__Work request__.
Output the lines below exactly, please, from the first line until the line with "via a [BracketIterator].", counting both.

Saved entries
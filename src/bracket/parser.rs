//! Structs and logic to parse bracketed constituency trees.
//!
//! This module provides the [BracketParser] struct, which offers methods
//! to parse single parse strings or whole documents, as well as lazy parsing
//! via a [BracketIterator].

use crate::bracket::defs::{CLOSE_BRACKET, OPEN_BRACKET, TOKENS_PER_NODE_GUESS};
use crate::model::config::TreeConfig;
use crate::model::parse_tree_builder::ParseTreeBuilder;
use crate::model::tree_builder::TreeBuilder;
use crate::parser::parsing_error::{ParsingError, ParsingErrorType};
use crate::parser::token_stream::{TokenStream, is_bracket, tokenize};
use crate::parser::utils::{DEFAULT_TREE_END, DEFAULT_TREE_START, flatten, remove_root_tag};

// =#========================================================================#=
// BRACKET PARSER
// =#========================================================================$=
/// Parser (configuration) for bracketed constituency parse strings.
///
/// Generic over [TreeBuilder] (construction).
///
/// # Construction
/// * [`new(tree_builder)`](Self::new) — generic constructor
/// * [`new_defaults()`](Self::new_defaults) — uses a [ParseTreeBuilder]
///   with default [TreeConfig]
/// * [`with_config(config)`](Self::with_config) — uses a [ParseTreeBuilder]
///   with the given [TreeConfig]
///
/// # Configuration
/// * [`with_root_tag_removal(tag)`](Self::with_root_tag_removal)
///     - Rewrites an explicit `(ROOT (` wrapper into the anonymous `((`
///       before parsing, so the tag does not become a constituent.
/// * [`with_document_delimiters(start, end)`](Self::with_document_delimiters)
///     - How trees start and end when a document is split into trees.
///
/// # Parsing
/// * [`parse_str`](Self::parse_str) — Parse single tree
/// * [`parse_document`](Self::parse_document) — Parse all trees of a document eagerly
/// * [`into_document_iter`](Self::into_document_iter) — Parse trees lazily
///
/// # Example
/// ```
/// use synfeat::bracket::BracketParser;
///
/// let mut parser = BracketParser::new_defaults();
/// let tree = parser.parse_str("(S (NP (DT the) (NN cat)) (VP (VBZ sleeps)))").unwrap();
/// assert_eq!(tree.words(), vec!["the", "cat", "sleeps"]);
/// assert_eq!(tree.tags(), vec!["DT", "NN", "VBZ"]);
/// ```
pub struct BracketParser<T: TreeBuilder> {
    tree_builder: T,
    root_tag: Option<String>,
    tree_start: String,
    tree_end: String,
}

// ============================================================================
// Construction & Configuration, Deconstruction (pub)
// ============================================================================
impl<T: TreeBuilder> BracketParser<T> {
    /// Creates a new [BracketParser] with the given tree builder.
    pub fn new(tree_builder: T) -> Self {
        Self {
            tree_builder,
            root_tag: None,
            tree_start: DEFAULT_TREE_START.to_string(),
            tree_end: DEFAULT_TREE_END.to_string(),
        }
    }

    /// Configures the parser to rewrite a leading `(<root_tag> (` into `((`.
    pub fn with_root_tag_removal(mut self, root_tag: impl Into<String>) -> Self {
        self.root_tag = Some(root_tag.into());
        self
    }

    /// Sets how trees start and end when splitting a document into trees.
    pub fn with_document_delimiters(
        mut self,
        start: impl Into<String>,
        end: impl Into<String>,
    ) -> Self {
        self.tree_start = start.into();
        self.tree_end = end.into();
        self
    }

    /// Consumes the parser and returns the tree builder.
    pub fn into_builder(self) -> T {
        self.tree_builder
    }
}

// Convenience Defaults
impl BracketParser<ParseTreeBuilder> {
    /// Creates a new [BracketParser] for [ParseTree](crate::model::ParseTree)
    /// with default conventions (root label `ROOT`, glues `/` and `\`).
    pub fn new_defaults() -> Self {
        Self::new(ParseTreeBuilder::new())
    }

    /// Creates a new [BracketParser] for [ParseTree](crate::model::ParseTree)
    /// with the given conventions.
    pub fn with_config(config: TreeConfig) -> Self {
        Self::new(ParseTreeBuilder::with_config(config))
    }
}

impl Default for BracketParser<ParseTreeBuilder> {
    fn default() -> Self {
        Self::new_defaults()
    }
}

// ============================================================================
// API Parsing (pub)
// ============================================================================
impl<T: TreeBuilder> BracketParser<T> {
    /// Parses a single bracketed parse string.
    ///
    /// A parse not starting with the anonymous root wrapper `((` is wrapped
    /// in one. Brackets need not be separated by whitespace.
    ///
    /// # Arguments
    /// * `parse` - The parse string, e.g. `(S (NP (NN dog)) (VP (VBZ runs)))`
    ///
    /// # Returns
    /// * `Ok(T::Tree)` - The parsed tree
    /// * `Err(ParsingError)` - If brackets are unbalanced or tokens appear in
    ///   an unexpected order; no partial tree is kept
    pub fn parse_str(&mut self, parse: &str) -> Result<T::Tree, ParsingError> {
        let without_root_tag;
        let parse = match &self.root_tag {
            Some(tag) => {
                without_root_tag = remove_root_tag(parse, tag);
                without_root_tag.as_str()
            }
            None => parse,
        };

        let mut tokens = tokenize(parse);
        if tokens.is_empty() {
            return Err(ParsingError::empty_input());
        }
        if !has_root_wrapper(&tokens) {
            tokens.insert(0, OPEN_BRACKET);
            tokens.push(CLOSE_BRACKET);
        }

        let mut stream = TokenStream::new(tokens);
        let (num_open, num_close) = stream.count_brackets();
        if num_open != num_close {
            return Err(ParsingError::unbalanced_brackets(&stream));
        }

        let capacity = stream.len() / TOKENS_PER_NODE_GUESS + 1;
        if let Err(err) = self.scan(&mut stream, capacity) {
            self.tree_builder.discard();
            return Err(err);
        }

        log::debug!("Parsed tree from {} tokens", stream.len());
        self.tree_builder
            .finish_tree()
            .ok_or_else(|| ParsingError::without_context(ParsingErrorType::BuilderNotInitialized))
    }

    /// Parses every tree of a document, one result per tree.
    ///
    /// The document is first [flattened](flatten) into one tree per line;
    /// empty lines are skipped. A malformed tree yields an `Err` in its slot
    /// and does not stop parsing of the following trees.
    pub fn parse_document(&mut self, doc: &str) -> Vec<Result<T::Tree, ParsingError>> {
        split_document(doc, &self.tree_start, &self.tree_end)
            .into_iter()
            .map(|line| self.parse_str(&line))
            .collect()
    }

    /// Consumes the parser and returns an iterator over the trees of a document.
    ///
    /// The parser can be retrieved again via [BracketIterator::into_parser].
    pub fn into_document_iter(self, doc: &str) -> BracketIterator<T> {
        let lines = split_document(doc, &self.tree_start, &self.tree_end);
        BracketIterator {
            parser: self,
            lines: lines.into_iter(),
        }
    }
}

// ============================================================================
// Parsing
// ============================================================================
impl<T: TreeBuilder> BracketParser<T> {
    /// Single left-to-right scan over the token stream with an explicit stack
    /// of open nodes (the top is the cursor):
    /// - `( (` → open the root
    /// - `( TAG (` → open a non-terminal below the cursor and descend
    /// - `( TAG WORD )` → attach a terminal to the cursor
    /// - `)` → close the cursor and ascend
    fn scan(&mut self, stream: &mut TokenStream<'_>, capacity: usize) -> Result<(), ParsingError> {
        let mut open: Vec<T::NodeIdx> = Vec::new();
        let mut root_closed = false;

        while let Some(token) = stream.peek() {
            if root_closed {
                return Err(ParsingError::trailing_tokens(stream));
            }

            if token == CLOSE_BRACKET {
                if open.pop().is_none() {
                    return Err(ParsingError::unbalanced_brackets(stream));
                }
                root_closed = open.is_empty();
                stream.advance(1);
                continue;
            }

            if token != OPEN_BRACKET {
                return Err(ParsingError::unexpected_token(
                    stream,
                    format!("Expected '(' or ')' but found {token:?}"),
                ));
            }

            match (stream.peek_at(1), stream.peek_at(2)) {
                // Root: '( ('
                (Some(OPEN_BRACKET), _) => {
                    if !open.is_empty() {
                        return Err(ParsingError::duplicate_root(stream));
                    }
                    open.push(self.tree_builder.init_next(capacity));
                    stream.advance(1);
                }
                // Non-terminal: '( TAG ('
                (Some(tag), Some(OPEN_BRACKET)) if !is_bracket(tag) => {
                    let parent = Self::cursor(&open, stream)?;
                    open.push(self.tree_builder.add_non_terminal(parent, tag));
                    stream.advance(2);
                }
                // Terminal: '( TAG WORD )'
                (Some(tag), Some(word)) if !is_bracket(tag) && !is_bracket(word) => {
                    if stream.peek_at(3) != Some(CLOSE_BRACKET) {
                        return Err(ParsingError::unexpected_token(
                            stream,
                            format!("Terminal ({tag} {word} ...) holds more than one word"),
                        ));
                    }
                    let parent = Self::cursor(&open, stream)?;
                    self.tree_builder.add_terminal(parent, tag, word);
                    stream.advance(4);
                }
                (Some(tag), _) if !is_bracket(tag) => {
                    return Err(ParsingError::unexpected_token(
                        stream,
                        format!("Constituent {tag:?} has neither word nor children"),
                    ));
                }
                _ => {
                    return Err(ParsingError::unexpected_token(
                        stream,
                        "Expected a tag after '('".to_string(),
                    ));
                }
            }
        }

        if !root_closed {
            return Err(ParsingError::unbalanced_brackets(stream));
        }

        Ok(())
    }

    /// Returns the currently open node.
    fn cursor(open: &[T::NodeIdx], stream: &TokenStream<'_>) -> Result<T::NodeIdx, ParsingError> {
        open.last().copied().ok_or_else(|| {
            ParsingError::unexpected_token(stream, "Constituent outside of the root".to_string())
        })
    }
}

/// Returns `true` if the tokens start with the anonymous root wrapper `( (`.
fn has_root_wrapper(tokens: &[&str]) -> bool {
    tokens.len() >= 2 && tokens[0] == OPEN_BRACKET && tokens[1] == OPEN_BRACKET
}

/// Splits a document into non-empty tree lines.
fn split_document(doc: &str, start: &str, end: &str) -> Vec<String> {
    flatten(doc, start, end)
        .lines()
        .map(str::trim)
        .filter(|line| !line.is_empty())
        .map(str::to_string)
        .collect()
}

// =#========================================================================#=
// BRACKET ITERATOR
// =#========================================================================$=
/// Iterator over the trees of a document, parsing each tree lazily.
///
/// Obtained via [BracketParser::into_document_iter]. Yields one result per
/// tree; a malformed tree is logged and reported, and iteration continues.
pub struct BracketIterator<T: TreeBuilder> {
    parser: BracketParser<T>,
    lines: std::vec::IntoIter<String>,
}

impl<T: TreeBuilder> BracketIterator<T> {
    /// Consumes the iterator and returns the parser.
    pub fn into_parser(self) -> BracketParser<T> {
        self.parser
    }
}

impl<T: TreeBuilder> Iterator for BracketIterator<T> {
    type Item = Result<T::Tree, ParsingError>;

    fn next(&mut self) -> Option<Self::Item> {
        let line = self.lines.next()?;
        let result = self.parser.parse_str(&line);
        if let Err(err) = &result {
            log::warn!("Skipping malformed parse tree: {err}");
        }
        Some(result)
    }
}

__Answer section__.
filename src/bracket/parser.rs
//! Structs and logic to parse bracketed constituency trees.
//!
//! This module provides the [BracketParser] struct, which offers methods
//! to parse single parse strings or whole documents, as well as lazy parsing
//! via a [BracketIterator].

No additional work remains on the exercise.